Occasionally it will even announce how the disease was contracted. But only when it came from a blood transfusion. Or from a dentist.

More often there is no obit at all. Now that some 110,000 Americans have died from one disease, now that it sounds as familiar as cancer, only the most prominent or public get their names in the paper. Drug addicts and their babies rarely make the cut.

This is the state of AIDS today, at the beginning of the second decade of the epidemic. AIDS is not the mystery that it was 10 years ago. We now talk publicly about the once-unspeakable. Since that first report on June 5, 1981, of a disease that struck five gay men, words like ''safe sex'' have become as common in the public vocabulary as condoms.

Television anchors who had to practice saying ''anal intercourse'' in front of a mirror, are now unfazed in their descriptions of bodily fluids and how they are exchanged. Newspaper readers who were once appalled to find sex acts described in their family newspapers, read them now with a dispassionate eye.

Sexual and religious conservatives who opposed sex education on the grounds that it would encourage sexual license, may now approve this teaching on the grounds of sexual restraint. Men and women who want to get to know each other are more aware of the high stakes of carnal knowledge.

AIDS has become, in the words of the media gatekeepers, ''old news.'' The disease itself is on the rise. Some 80,000 Americans are newly infected with the HIV virus every year. But consciousness, it seems, is leveling off. So too, perhaps, is public compassion.

To get an AIDS patient on page one, it must be a toddler playing with a used syringe, a heterosexual woman who had sex just once with a bisexual liar, a senior citizen infected through a transplant -- some victim of a new and preferably ''innocent'' route of infection. This is not just because of American impatience with problems that we can't quickly solve. It's also American ambivalence when human behavior is the lethal ''risk factor.''

Ever since it came to attention as the ''Gay Plague,'' AIDS has carried with it all the baggage of sex -- gay and then straight -- as well as drug use. At the beginning, one group of Americans framed AIDS strictly as a moral issue and another framed it as a medical issue. The moral attitude was more severe in those days but the medical attitude was more sympathetic.

The first wave of AIDS patients had, after all, no way to know they were at risk. But today, after all that has been known and taught, most infections still come through shared needles and sex. And while many of the infected were ignorant or misled, those who have taken risks are subject to more ambivalence.

It's a part of an American duality. We don't want to ''blame the victims.'' We do want to hold individuals responsible for their behavior. It's not always clear how you do one and not the other.

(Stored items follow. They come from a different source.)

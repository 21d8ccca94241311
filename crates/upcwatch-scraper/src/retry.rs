//! Retry utilities for transient fetch failures.
//!
//! Provides exponential backoff retry logic for transient HTTP errors such
//! as 429 responses and connection resets. Non-retriable errors (client
//! errors, a persisting block interstitial) are propagated immediately.

use std::future::Future;
use std::time::Duration;

use crate::error::ScraperError;

/// Returns `true` if `err` represents a transient condition that should be
/// retried after a backoff delay.
///
/// Retriable:
/// - [`ScraperError::RateLimited`] — the server has asked us to back off.
/// - [`ScraperError::Http`] — network-level failure (reset, timeout).
/// - [`ScraperError::UnexpectedStatus`] with a 5xx status.
///
/// Non-retriable:
/// - [`ScraperError::UnexpectedStatus`] with a 4xx status — repeating the
///   request returns the same answer.
/// - [`ScraperError::Blocked`] — the block retry is its own bounded
///   mechanism in the client; backoff retries would defeat that bound.
fn is_retriable(err: &ScraperError) -> bool {
    match err {
        ScraperError::RateLimited { .. } | ScraperError::Http(_) => true,
        ScraperError::UnexpectedStatus { status, .. } => *status >= 500,
        ScraperError::Blocked { .. } => false,
    }
}

/// Executes `operation` with exponential backoff retries on transient errors.
///
/// On a retriable error the function sleeps `backoff_base_secs * 2^attempt`
/// seconds and tries again, up to `max_retries` additional attempts after
/// the first try. Non-retriable errors return immediately.
pub(crate) async fn retry_with_backoff<T, F, Fut>(
    max_retries: u32,
    backoff_base_secs: u64,
    mut operation: F,
) -> Result<T, ScraperError>
where
    F: FnMut() -> Fut,
    Fut: Future<Output = Result<T, ScraperError>>,
{
    let mut last_err;
    let mut attempt = 0u32;

    loop {
        match operation().await {
            Ok(value) => return Ok(value),
            Err(err) => {
                if !is_retriable(&err) || attempt >= max_retries {
                    return Err(err);
                }
                last_err = err;
            }
        }

        // Cap the shift to keep the multiplication in range on extreme configs.
        let delay_secs = backoff_base_secs.saturating_mul(1u64 << attempt.min(62));
        tracing::warn!(
            attempt,
            max_retries,
            delay_secs,
            error = %last_err,
            "transient fetch error — retrying after backoff"
        );
        tokio::time::sleep(Duration::from_secs(delay_secs)).await;
        attempt += 1;
    }
}
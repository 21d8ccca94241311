//! Search-results page parsing: the no-results marker and candidate
//! product-link enumeration.

use scraper::Html;

use crate::selectors::search as sel;

/// Exact text of the marker span shown when a search matches nothing.
const NO_RESULTS_MARKER: &str = "No results for";

/// What the first search-results page contains for a UPC.
#[derive(Debug, PartialEq, Eq)]
pub enum SearchOutcome {
    /// The explicit no-results marker is present; the caller emits one
    /// synthetic all-sentinel record for the row.
    NoResults,
    /// Candidate product URLs in render order, bounded by whatever the
    /// first page shows (no pagination). May be empty when the page has
    /// neither marker nor result cards; such rows produce no record.
    Candidates(Vec<String>),
}

/// Parses a search-results page.
///
/// Relative card links are resolved against `base_url`.
#[must_use]
pub fn parse_search_page(html: &str, base_url: &str) -> SearchOutcome {
    let doc = Html::parse_document(html);

    if has_no_results_marker(&doc) {
        return SearchOutcome::NoResults;
    }

    let mut urls = Vec::new();
    for card in doc.select(&sel::RESULT_CARD) {
        let Some(href) = card
            .select(&sel::CARD_LINK)
            .next()
            .and_then(|a| a.value().attr("href"))
        else {
            tracing::debug!("result card without a product link — skipping");
            continue;
        };
        urls.push(absolutize(href, base_url));
    }
    SearchOutcome::Candidates(urls)
}

fn has_no_results_marker(doc: &Html) -> bool {
    doc.select(&sel::NO_RESULTS_SPAN)
        .any(|span| span.text().collect::<String>().trim() == NO_RESULTS_MARKER)
}

fn absolutize(href: &str, base_url: &str) -> String {
    if href.starts_with("http://") || href.starts_with("https://") {
        href.to_owned()
    } else {
        format!(
            "{}/{}",
            base_url.trim_end_matches('/'),
            href.trim_start_matches('/')
        )
    }
}
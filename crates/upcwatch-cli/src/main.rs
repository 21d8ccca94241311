use std::path::PathBuf;

use clap::{Parser, Subcommand};
use tracing_subscriber::EnvFilter;

mod crawl;

#[derive(Debug, Parser)]
#[command(name = "upcwatch")]
#[command(about = "UPC competitor price watcher")]
struct Cli {
    #[command(subcommand)]
    command: Option<Commands>,
}

#[derive(Debug, Subcommand)]
enum Commands {
    /// Crawl the input UPC list, resuming from the last persisted result.
    Crawl,
    /// Export the result store to a flat CSV without crawling.
    Export {
        /// Destination path; defaults to `UPCWATCH_EXPORT_PATH`.
        #[arg(long)]
        output: Option<PathBuf>,
    },
    /// Print the store size and the resume position.
    Status,
}

#[tokio::main]
async fn main() -> anyhow::Result<()> {
    let config = upcwatch_core::load_app_config()?;
    init_tracing(&config.log_level);

    let cli = Cli::parse();
    match cli.command {
        // A bare invocation crawls; that is the tool's whole job.
        Some(Commands::Crawl) | None => {
            let summary = crawl::run(&config).await?;
            tracing::info!(
                rows_processed = summary.rows_processed,
                rows_failed = summary.rows_failed,
                records_added = summary.records_added,
                "crawl finished"
            );
        }
        Some(Commands::Export { output }) => {
            let store = upcwatch_store::ResultStore::new(&config.results_path);
            let out = output.unwrap_or_else(|| config.export_path.clone());
            let rows = upcwatch_store::export_csv(&store, &out)?;
            println!("exported {rows} record(s) to {}", out.display());
        }
        Some(Commands::Status) => {
            let store = upcwatch_store::ResultStore::new(&config.results_path);
            let records = store.load();
            println!("result store: {}", store.path().display());
            println!("records:      {}", records.len());
            match store.last_upc() {
                Some(upc) => println!("last UPC:     {upc}"),
                None => println!("last UPC:     (none — next crawl starts from row 0)"),
            }
        }
    }

    Ok(())
}

/// Honors `RUST_LOG` when set, otherwise the configured level.
fn init_tracing(log_level: &str) {
    let filter = EnvFilter::try_from_default_env()
        .or_else(|_| EnvFilter::try_new(log_level))
        .unwrap_or_else(|_| EnvFilter::new("info"));
    tracing_subscriber::fmt().with_env_filter(filter).init();
}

This is a question that comes up in many -- not just HIV-positive -- ways. The smoker who comes down with lung cancer. The accident victim who wasn't wearing a seat belt or a helmet. The pregnant girl who wasn't using birth control. Our sympathy is often muted by frustration at human behavior. And our criticism is muted by the knowledge that, yes, anybody can make a mistake. This time with tragic consequences.

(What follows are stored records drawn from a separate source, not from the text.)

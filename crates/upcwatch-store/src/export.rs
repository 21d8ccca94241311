//! Flat CSV export of the result store.
//!
//! The column set mirrors the JSON keys, with one deliberate difference:
//! the URL column header is upper-cased (`URL` vs the JSON's `url`).

use std::path::Path;

use upcwatch_core::{PriceDelta, ResultRecord, NOT_AVAILABLE};

use crate::error::StoreError;
use crate::results::ResultStore;

pub const CSV_HEADERS: [&str; 9] = [
    "UPC",
    "Zoro_No",
    "URL",
    "ASIN",
    "BSR",
    "Price",
    "Price difference",
    "First Category",
    "Seller",
];

/// Writes every stored record to `out_path` as CSV, creating parent
/// directories as needed. Returns the number of data rows written.
///
/// # Errors
///
/// [`StoreError::Io`] / [`StoreError::Csv`] when the destination cannot be
/// created or written.
pub fn export_csv(store: &ResultStore, out_path: &Path) -> Result<usize, StoreError> {
    let records = store.load();

    if let Some(parent) = out_path.parent() {
        if !parent.as_os_str().is_empty() {
            std::fs::create_dir_all(parent).map_err(|source| StoreError::Io {
                path: out_path.to_owned(),
                source,
            })?;
        }
    }

    let mut writer = csv::Writer::from_path(out_path).map_err(|source| StoreError::Csv {
        path: out_path.to_owned(),
        source,
    })?;

    writer
        .write_record(CSV_HEADERS)
        .map_err(|source| StoreError::Csv {
            path: out_path.to_owned(),
            source,
        })?;

    for record in &records {
        writer
            .write_record(csv_row(record))
            .map_err(|source| StoreError::Csv {
                path: out_path.to_owned(),
                source,
            })?;
    }

    writer.flush().map_err(|source| StoreError::Io {
        path: out_path.to_owned(),
        source,
    })?;

    tracing::info!(path = %out_path.display(), rows = records.len(), "CSV export written");
    Ok(records.len())
}

fn csv_row(record: &ResultRecord) -> [String; 9] {
    let difference = match &record.price_difference {
        PriceDelta::Value(v) => v.to_string(),
        PriceDelta::NotAvailable => NOT_AVAILABLE.to_owned(),
    };
    [
        record.upc.clone(),
        record.zoro_no.clone(),
        record.url.clone(),
        record.asin.clone(),
        record.bsr.clone(),
        record.price.clone(),
        difference,
        record.first_category.clone(),
        record.seller.clone(),
    ]
}
//! ASIN extraction from product URLs.

use std::sync::LazyLock;

use regex::Regex;

static ASIN_RE: LazyLock<Regex> =
    LazyLock::new(|| Regex::new(r"/dp/([A-Z0-9]{10})").expect("valid regex"));

/// Extracts the 10-character product code following the `/dp/` path segment.
///
/// Returns `None` on URLs without one; record assembly maps that to the
/// `"N/A"` sentinel. Never panics, whatever the input looks like.
#[must_use]
pub fn extract_asin(url: &str) -> Option<&str> {
    ASIN_RE
        .captures(url)
        .and_then(|caps| caps.get(1))
        .map(|m| m.as_str())
}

On the first week of the second decade of AIDS, the conflict seems especially vivid. Far from a cure, dependent on each other's responsible behavior, we are not just, as one activist fears, becoming numb to the numbers.

We may have learned a lot about safe sex but we've also learned a lot about slippage. Ten years out, we're still hoping for a breakthrough in medical science and for a breakthrough in human behavior. At times, one seems as elusive as the other.

Ellen Goodman is a syndicated columnist.